Dataset entries:

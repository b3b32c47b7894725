//! Error types shared across Barista components

use thiserror::Error;

/// Marker trait implemented by every Barista error type.
///
/// Lets generic code accept any error originating in this workspace.
pub trait BaristaError: std::error::Error {}

/// Errors raised while loading or validating configuration
#[derive(Debug, Error)]
pub enum ConfigurationError {
    /// The configuration file could not be read
    #[error("Failed to read configuration file {path}: {details}")]
    FileError { path: String, details: String },

    /// The configuration sources could not be parsed into the target type
    #[error("Failed to parse configuration: {details}")]
    ParseError { details: String },

    /// A configuration value is present but does not satisfy its invariant
    #[error("Invalid configuration value for {field}: {reason}")]
    InvalidValue { field: String, reason: String },
}

impl BaristaError for ConfigurationError {}

#[cfg(test)]
mod tests {
    use super::*;

    #[test]
    fn test_error_display() {
        let err = ConfigurationError::ParseError {
            details: "expected a table".to_string(),
        };
        assert_eq!(
            err.to_string(),
            "Failed to parse configuration: expected a table"
        );

        let err = ConfigurationError::InvalidValue {
            field: "environment.apiServerUrl".to_string(),
            reason: "relative URL without a base".to_string(),
        };
        assert!(err.to_string().contains("environment.apiServerUrl"));
    }
}
//! Error types for the Barista API

use axum::{
    http::StatusCode,
    response::{IntoResponse, Response},
    Json,
};
use barista_common::BaristaError;
use serde_json::json;
use thiserror::Error;

/// Main error type for the Barista API
#[derive(Debug, Error)]
pub enum ApiError {
    /// Configuration error
    #[error("Configuration error: {0}")]
    Config(#[from] barista_common::ConfigurationError),

    /// Missing authentication (no token provided)
    #[error("Authentication required: {message}")]
    MissingAuthentication { message: String },

    /// Authentication error (malformed/expired/invalid token)
    #[error("Authentication error: {message}")]
    Authentication { message: String },

    /// Authorization error (valid token without the required permission)
    #[error("Authorization error: {message}")]
    Authorization { message: String },

    /// Auth provider unreachable or misbehaving
    #[error("Auth provider error: {0}")]
    AuthProvider(#[from] reqwest::Error),

    /// Not found
    #[error("Resource not found: {resource}")]
    NotFound { resource: String },

    /// Request was well-formed but semantically unprocessable
    #[error("Unprocessable: {message}")]
    Unprocessable { message: String },

    /// Bad request with message
    #[error("Bad request: {message}")]
    BadRequest { message: String },

    /// Database error
    #[error("Database error: {0}")]
    Database(#[from] sqlx::Error),

    /// Serialization error
    #[error("Serialization error: {0}")]
    Serialization(#[from] serde_json::Error),

    /// Internal server error
    #[error("Internal server error: {message}")]
    Internal { message: String },

    /// Other errors
    #[error("{0}")]
    Other(#[from] anyhow::Error),
}

/// Result type alias
pub type Result<T> = std::result::Result<T, ApiError>;

impl BaristaError for ApiError {}

impl ApiError {
    /// HTTP status this error maps to
    pub fn status_code(&self) -> StatusCode {
        match self {
            ApiError::Config(_) => StatusCode::INTERNAL_SERVER_ERROR,
            ApiError::MissingAuthentication { .. } => StatusCode::UNAUTHORIZED,
            ApiError::Authentication { .. } => StatusCode::UNAUTHORIZED,
            ApiError::Authorization { .. } => StatusCode::FORBIDDEN,
            ApiError::AuthProvider(_) => StatusCode::SERVICE_UNAVAILABLE,
            ApiError::NotFound { .. } => StatusCode::NOT_FOUND,
            ApiError::Unprocessable { .. } => StatusCode::UNPROCESSABLE_ENTITY,
            ApiError::BadRequest { .. } => StatusCode::BAD_REQUEST,
            ApiError::Database(_) => StatusCode::INTERNAL_SERVER_ERROR,
            ApiError::Serialization(_) => StatusCode::INTERNAL_SERVER_ERROR,
            ApiError::Internal { .. } => StatusCode::INTERNAL_SERVER_ERROR,
            ApiError::Other(_) => StatusCode::INTERNAL_SERVER_ERROR,
        }
    }

    /// Check if error is a client error
    pub fn is_client_error(&self) -> bool {
        matches!(
            self,
            ApiError::MissingAuthentication { .. }
                | ApiError::Authentication { .. }
                | ApiError::Authorization { .. }
                | ApiError::NotFound { .. }
                | ApiError::Unprocessable { .. }
                | ApiError::BadRequest { .. }
        )
    }
}

impl IntoResponse for ApiError {
    fn into_response(self) -> Response {
        let status = self.status_code();

        // Server-side details stay in the logs; clients get the status phrase
        let message = if status.is_server_error() {
            tracing::error!("request failed: {self}");
            status
                .canonical_reason()
                .unwrap_or("internal server error")
                .to_lowercase()
        } else {
            self.to_string()
        };

        let body = Json(json!({
            "success": false,
            "error": status.as_u16(),
            "message": message,
        }));

        (status, body).into_response()
    }
}

/// Error response structure for API documentation
#[derive(Debug, serde::Serialize, serde::Deserialize, utoipa::ToSchema)]
pub struct ErrorResponse {
    /// Always false
    pub success: bool,

    /// HTTP status code
    pub error: u16,

    /// Human-readable error message
    pub message: String,
}

#[cfg(test)]
mod tests {
    use super::*;

    #[test]
    fn test_status_codes() {
        assert_eq!(
            ApiError::MissingAuthentication {
                message: "test".to_string()
            }
            .status_code(),
            StatusCode::UNAUTHORIZED
        );
        assert_eq!(
            ApiError::Authorization {
                message: "test".to_string()
            }
            .status_code(),
            StatusCode::FORBIDDEN
        );
        assert_eq!(
            ApiError::NotFound {
                resource: "drink 7".to_string()
            }
            .status_code(),
            StatusCode::NOT_FOUND
        );
        assert_eq!(
            ApiError::Unprocessable {
                message: "test".to_string()
            }
            .status_code(),
            StatusCode::UNPROCESSABLE_ENTITY
        );
    }

    #[test]
    fn test_client_errors() {
        assert!(ApiError::Authentication {
            message: "test".to_string()
        }
        .is_client_error());
        assert!(ApiError::NotFound {
            resource: "test".to_string()
        }
        .is_client_error());
        assert!(!ApiError::Internal {
            message: "test".to_string()
        }
        .is_client_error());
    }

    #[tokio::test]
    async fn test_error_envelope_shape() {
        let response = ApiError::NotFound {
            resource: "drink 7".to_string(),
        }
        .into_response();
        assert_eq!(response.status(), StatusCode::NOT_FOUND);

        let bytes = axum::body::to_bytes(response.into_body(), usize::MAX)
            .await
            .unwrap();
        let body: serde_json::Value = serde_json::from_slice(&bytes).unwrap();
        assert_eq!(body["success"], false);
        assert_eq!(body["error"], 404);
        assert!(body["message"].as_str().unwrap().contains("drink 7"));
    }
}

* _What you have to do_:
Transcribe the entries exactly.

* _Written reply_:
repository b3b32c47b7894725
//! Error types shared across Barista components

use thiserror::Error;

/// Marker trait implemented by every Barista error type.
///
/// Lets generic code accept any error originating in this workspace.
pub trait BaristaError: std::error::Error {}

/// Errors raised while loading or validating configuration
#[derive(Debug, Error)]
pub enum ConfigurationError {
    /// The configuration file could not be read
    #[error("Failed to read configuration file {path}: {details}")]
    FileError { path: String, details: String },

    /// The configuration sources could not be parsed into the target type
    #[error("Failed to parse configuration: {details}")]
    ParseError { details: String },

    /// A configuration value is present but does not satisfy its invariant
    #[error("Invalid configuration value for {field}: {reason}")]
    InvalidValue { field: String, reason: String },
}

impl BaristaError for ConfigurationError {}

#[cfg(test)]
mod tests {
    use super::*;

    #[test]
    fn test_error_display() {
        let err = ConfigurationError::ParseError {
            details: "expected a table".to_string(),
        };
        assert_eq!(
            err.to_string(),
            "Failed to parse configuration: expected a table"
        );

        let err = ConfigurationError::InvalidValue {
            field: "environment.apiServerUrl".to_string(),
            reason: "relative URL without a base".to_string(),
        };
        assert!(err.to_string().contains("environment.apiServerUrl"));
    }
}
//! Error types for the Barista API

use axum::{
    http::StatusCode,
    response::{IntoResponse, Response},
    Json,
};
use barista_common::BaristaError;
use serde_json::json;
use thiserror::Error;

/// Main error type for the Barista API
#[derive(Debug, Error)]
pub enum ApiError {
    /// Configuration error
    #[error("Configuration error: {0}")]
    Config(#[from] barista_common::ConfigurationError),

    /// Missing authentication (no token provided)
    #[error("Authentication required: {message}")]
    MissingAuthentication { message: String },

    /// Authentication error (malformed/expired/invalid token)
    #[error("Authentication error: {message}")]
    Authentication { message: String },

    /// Authorization error (valid token without the required permission)
    #[error("Authorization error: {message}")]
    Authorization { message: String },

    /// Auth provider unreachable or misbehaving
    #[error("Auth provider error: {0}")]
    AuthProvider(#[from] reqwest::Error),

    /// Not found
    #[error("Resource not found: {resource}")]
    NotFound { resource: String },

    /// Request was well-formed but semantically unprocessable
    #[error("Unprocessable: {message}")]
    Unprocessable { message: String },

    /// Bad request with message
    #[error("Bad request: {message}")]
    BadRequest { message: String },

    /// Database error
    #[error("Database error: {0}")]
    Database(#[from] sqlx::Error),

    /// Serialization error
    #[error("Serialization error: {0}")]
    Serialization(#[from] serde_json::Error),

    /// Internal server error
    #[error("Internal server error: {message}")]
    Internal { message: String },

    /// Other errors
    #[error("{0}")]
    Other(#[from] anyhow::Error),
}

/// Result type alias
pub type Result<T> = std::result::Result<T, ApiError>;

impl BaristaError for ApiError {}

impl ApiError {
    /// HTTP status this error maps to
    pub fn status_code(&self) -> StatusCode {
        match self {
            ApiError::Config(_) => StatusCode::INTERNAL_SERVER_ERROR,
            ApiError::MissingAuthentication { .. } => StatusCode::UNAUTHORIZED,
            ApiError::Authentication { .. } => StatusCode::UNAUTHORIZED,
            ApiError::Authorization { .. } => StatusCode::FORBIDDEN,
            ApiError::AuthProvider(_) => StatusCode::SERVICE_UNAVAILABLE,
            ApiError::NotFound { .. } => StatusCode::NOT_FOUND,
            ApiError::Unprocessable { .. } => StatusCode::UNPROCESSABLE_ENTITY,
            ApiError::BadRequest { .. } => StatusCode::BAD_REQUEST,
            ApiError::Database(_) => StatusCode::INTERNAL_SERVER_ERROR,
            ApiError::Serialization(_) => StatusCode::INTERNAL_SERVER_ERROR,
            ApiError::Internal { .. } => StatusCode::INTERNAL_SERVER_ERROR,
            ApiError::Other(_) => StatusCode::INTERNAL_SERVER_ERROR,
        }
    }

    /// Check if error is a client error
    pub fn is_client_error(&self) -> bool {
        matches!(
            self,
            ApiError::MissingAuthentication { .. }
                | ApiError::Authentication { .. }
                | ApiError::Authorization { .. }
                | ApiError::NotFound { .. }
                | ApiError::Unprocessable { .. }
                | ApiError::BadRequest { .. }
        )
    }
}

impl IntoResponse for ApiError {
    fn into_response(self) -> Response {
        let status = self.status_code();

        // Server-side details stay in the logs; clients get the status phrase
        let message = if status.is_server_error() {
            tracing::error!("request failed: {self}");
            status
                .canonical_reason()
                .unwrap_or("internal server error")
                .to_lowercase()
        } else {
            self.to_string()
        };

        let body = Json(json!({
            "success": false,
            "error": status.as_u16(),
            "message": message,
        }));

        (status, body).into_response()
    }
}

/// Error response structure for API documentation
#[derive(Debug, serde::Serialize, serde::Deserialize, utoipa::ToSchema)]
pub struct ErrorResponse {
    /// Always false
    pub success: bool,

    /// HTTP status code
    pub error: u16,

    /// Human-readable error message
    pub message: String,
}

#[cfg(test)]
mod tests {
    use super::*;

    #[test]
    fn test_status_codes() {
        assert_eq!(
            ApiError::MissingAuthentication {
                message: "test".to_string()
            }
            .status_code(),
            StatusCode::UNAUTHORIZED
        );
        assert_eq!(
            ApiError::Authorization {
                message: "test".to_string()
            }
            .status_code(),
            StatusCode::FORBIDDEN
        );
        assert_eq!(
            ApiError::NotFound {
                resource: "drink 7".to_string()
            }
            .status_code(),
            StatusCode::NOT_FOUND
        );
        assert_eq!(
            ApiError::Unprocessable {
                message: "test".to_string()
            }
            .status_code(),
            StatusCode::UNPROCESSABLE_ENTITY
        );
    }

    #[test]
    fn test_client_errors() {
        assert!(ApiError::Authentication {
            message: "test".to_string()
        }
        .is_client_error());
        assert!(ApiError::NotFound {
            resource: "test".to_string()
        }
        .is_client_error());
        assert!(!ApiError::Internal {
            message: "test".to_string()
        }
        .is_client_error());
    }

    #[tokio::test]
    async fn test_error_envelope_shape() {
        let response = ApiError::NotFound {
            resource: "drink 7".to_string(),
        }
        .into_response();
        assert_eq!(response.status(), StatusCode::NOT_FOUND);

        let bytes = axum::body::to_bytes(response.into_body(), usize::MAX)
            .await
            .unwrap();
        let body: serde_json::Value = serde_json::from_slice(&bytes).unwrap();
        assert_eq!(body["success"], false);
        assert_eq!(body["error"], 404);
        assert!(body["message"].as_str().unwrap().contains("drink 7"));
    }
}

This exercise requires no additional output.